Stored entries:
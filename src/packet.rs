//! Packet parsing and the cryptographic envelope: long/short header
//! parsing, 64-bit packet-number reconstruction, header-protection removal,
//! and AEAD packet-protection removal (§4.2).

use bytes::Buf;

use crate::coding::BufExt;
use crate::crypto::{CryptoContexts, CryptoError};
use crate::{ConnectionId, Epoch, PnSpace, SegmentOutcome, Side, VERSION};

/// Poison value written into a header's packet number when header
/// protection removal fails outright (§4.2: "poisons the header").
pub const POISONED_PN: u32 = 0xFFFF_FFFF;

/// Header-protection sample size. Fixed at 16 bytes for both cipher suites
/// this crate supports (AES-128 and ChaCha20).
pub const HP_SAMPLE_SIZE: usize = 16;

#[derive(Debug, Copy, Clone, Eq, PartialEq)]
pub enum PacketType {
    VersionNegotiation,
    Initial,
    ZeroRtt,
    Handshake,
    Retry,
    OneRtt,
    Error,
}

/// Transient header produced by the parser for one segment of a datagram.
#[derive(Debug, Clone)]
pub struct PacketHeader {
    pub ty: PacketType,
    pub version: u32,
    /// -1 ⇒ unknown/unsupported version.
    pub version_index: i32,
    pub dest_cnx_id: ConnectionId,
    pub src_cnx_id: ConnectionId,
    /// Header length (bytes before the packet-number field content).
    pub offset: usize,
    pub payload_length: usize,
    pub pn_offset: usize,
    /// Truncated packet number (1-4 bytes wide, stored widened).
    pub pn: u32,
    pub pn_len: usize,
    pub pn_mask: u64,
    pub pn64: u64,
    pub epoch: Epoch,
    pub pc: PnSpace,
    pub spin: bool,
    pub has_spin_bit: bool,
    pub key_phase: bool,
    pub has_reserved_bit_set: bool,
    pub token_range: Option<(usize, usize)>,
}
* * *
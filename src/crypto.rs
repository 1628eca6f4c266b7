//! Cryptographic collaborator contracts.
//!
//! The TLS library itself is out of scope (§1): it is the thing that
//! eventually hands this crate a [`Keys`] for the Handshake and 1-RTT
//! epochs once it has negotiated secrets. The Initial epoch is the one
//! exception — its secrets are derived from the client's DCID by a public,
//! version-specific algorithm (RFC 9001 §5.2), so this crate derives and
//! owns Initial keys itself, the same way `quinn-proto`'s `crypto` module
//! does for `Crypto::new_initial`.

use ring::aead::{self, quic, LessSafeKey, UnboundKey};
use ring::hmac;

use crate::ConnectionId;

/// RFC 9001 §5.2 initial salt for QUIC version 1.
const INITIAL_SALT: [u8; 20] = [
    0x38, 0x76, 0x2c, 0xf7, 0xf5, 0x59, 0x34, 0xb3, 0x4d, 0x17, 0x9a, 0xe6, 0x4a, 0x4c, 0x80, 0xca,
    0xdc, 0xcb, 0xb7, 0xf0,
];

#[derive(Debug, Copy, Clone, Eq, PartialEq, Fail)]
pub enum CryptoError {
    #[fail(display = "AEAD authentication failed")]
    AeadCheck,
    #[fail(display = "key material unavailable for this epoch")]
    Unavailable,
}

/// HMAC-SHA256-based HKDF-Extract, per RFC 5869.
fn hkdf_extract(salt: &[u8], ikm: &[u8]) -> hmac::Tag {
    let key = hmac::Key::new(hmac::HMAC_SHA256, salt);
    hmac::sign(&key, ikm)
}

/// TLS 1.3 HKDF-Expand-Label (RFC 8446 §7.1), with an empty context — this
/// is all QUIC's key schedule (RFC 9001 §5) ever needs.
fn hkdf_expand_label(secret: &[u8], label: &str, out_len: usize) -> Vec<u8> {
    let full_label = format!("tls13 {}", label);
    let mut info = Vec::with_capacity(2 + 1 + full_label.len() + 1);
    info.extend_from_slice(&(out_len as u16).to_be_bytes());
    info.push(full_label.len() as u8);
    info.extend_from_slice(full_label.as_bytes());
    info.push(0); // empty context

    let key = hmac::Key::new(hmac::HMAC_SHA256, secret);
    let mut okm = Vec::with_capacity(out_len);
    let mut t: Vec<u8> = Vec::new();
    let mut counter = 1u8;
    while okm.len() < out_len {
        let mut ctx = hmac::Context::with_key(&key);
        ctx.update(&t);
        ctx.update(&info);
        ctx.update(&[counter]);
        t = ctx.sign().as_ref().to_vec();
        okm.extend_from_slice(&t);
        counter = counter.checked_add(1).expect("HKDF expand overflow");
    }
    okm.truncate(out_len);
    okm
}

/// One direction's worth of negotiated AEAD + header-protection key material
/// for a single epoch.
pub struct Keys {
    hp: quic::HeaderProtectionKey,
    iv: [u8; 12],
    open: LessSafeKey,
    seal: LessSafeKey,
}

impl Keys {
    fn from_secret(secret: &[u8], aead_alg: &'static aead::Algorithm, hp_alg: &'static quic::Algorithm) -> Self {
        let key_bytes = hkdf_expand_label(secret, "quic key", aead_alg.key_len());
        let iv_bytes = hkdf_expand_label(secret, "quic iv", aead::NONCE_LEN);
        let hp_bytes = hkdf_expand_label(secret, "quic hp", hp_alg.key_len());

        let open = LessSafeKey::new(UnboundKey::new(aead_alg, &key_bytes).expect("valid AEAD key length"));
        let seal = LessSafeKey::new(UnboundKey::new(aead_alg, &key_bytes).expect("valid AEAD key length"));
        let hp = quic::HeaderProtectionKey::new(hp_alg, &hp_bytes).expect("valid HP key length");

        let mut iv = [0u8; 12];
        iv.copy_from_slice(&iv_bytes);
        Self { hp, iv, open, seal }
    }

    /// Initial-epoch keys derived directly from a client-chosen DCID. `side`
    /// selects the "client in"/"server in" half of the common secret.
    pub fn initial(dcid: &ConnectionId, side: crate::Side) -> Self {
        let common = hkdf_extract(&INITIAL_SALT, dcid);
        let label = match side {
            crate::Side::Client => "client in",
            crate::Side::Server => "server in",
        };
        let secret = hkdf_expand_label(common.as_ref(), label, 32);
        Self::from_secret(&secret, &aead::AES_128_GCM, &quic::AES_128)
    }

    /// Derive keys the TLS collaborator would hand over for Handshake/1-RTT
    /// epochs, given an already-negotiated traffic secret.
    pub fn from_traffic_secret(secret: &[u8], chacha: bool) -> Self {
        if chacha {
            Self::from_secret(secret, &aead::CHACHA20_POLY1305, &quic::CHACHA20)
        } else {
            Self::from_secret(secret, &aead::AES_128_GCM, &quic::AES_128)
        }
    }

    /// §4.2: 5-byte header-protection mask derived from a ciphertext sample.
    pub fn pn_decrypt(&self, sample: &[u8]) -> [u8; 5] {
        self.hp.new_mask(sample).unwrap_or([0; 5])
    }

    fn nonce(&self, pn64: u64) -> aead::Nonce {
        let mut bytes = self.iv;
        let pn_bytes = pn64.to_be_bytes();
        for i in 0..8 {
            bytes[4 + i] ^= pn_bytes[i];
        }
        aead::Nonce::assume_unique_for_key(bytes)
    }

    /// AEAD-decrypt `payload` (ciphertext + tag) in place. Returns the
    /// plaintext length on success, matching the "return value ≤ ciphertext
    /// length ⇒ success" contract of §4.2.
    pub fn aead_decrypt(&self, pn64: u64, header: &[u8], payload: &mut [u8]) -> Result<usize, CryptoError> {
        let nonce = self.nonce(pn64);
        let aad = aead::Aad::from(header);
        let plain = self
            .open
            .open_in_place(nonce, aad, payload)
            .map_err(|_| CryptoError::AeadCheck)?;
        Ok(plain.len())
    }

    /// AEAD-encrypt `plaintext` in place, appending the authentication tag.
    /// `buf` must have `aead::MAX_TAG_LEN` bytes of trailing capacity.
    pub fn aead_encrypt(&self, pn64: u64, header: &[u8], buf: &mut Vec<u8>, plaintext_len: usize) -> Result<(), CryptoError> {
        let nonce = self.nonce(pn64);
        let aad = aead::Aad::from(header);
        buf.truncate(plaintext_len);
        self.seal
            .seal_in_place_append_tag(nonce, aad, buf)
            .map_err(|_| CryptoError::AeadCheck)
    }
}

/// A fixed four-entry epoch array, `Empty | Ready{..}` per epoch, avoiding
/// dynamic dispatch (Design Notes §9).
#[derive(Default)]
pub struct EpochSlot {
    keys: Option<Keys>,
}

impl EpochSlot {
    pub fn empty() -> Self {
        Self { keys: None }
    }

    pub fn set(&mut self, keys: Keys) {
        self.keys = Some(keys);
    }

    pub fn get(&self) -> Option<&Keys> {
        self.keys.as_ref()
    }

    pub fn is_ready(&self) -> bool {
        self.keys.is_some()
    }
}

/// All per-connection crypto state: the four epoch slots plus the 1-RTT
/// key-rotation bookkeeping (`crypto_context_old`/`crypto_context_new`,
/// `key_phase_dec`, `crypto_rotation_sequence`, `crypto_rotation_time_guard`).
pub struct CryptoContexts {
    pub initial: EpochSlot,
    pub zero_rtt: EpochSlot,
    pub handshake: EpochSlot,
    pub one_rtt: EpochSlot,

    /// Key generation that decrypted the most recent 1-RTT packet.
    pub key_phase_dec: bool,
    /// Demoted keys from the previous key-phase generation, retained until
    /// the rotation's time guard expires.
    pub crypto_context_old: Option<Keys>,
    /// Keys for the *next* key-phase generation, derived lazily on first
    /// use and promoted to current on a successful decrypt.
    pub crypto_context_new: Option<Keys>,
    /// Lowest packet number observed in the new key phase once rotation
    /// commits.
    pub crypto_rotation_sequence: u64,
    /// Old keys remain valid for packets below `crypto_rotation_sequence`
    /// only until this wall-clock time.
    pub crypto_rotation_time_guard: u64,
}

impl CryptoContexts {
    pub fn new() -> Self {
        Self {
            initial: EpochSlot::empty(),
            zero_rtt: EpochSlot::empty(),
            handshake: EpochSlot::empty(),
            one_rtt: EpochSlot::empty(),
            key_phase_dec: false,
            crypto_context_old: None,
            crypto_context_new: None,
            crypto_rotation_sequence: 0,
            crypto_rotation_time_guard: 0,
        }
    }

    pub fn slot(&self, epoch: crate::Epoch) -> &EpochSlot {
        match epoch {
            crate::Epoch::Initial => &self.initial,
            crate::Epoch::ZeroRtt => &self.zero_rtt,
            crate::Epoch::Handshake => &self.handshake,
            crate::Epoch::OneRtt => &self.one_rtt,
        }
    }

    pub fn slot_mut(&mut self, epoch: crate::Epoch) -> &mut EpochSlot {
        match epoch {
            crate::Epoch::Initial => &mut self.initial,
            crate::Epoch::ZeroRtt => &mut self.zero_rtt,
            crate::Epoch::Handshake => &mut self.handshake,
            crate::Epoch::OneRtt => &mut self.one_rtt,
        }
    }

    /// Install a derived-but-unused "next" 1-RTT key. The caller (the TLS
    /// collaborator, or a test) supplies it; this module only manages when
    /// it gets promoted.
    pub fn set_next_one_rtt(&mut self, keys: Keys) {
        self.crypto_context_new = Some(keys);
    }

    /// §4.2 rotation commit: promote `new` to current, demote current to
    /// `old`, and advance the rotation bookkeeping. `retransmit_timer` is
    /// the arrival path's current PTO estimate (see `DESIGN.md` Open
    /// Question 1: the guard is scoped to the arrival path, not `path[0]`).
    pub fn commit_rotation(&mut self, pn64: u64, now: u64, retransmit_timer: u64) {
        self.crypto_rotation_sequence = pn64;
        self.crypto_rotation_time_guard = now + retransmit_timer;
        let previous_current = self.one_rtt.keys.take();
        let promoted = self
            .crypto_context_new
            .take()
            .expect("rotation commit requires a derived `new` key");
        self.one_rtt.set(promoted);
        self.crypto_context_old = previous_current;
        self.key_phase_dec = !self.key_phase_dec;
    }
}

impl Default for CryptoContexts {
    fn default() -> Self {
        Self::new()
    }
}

### PROBLEM REQUIREMENTS
What you return must be an exact retyping of the lines above starting at the line with "aead::Nonce::assume_unique_for_key(bytes)" and ending at the line with "pub fn set(&mut", and nothing besides.

### EXPECTED ANSWER
        aead::Nonce::assume_unique_for_key(bytes)
    }

    /// AEAD-decrypt `payload` (ciphertext + tag) in place. Returns the
    /// plaintext length on success, matching the "return value ≤ ciphertext
    /// length ⇒ success" contract of §4.2.
    pub fn aead_decrypt(&self, pn64: u64, header: &[u8], payload: &mut [u8]) -> Result<usize, CryptoError> {
        let nonce = self.nonce(pn64);
        let aad = aead::Aad::from(header);
        let plain = self
            .open
            .open_in_place(nonce, aad, payload)
            .map_err(|_| CryptoError::AeadCheck)?;
        Ok(plain.len())
    }

    /// AEAD-encrypt `plaintext` in place, appending the authentication tag.
    /// `buf` must have `aead::MAX_TAG_LEN` bytes of trailing capacity.
    pub fn aead_encrypt(&self, pn64: u64, header: &[u8], buf: &mut Vec<u8>, plaintext_len: usize) -> Result<(), CryptoError> {
        let nonce = self.nonce(pn64);
        let aad = aead::Aad::from(header);
        buf.truncate(plaintext_len);
        self.seal
            .seal_in_place_append_tag(nonce, aad, buf)
            .map_err(|_| CryptoError::AeadCheck)
    }
}

/// A fixed four-entry epoch array, `Empty | Ready{..}` per epoch, avoiding
/// dynamic dispatch (Design Notes §9).
#[derive(Default)]
pub struct EpochSlot {
    keys: Option<Keys>,
}

impl EpochSlot {
    pub fn empty() -> Self {
        Self { keys: None }
    }

    pub fn set(&mut self, keys: Keys) {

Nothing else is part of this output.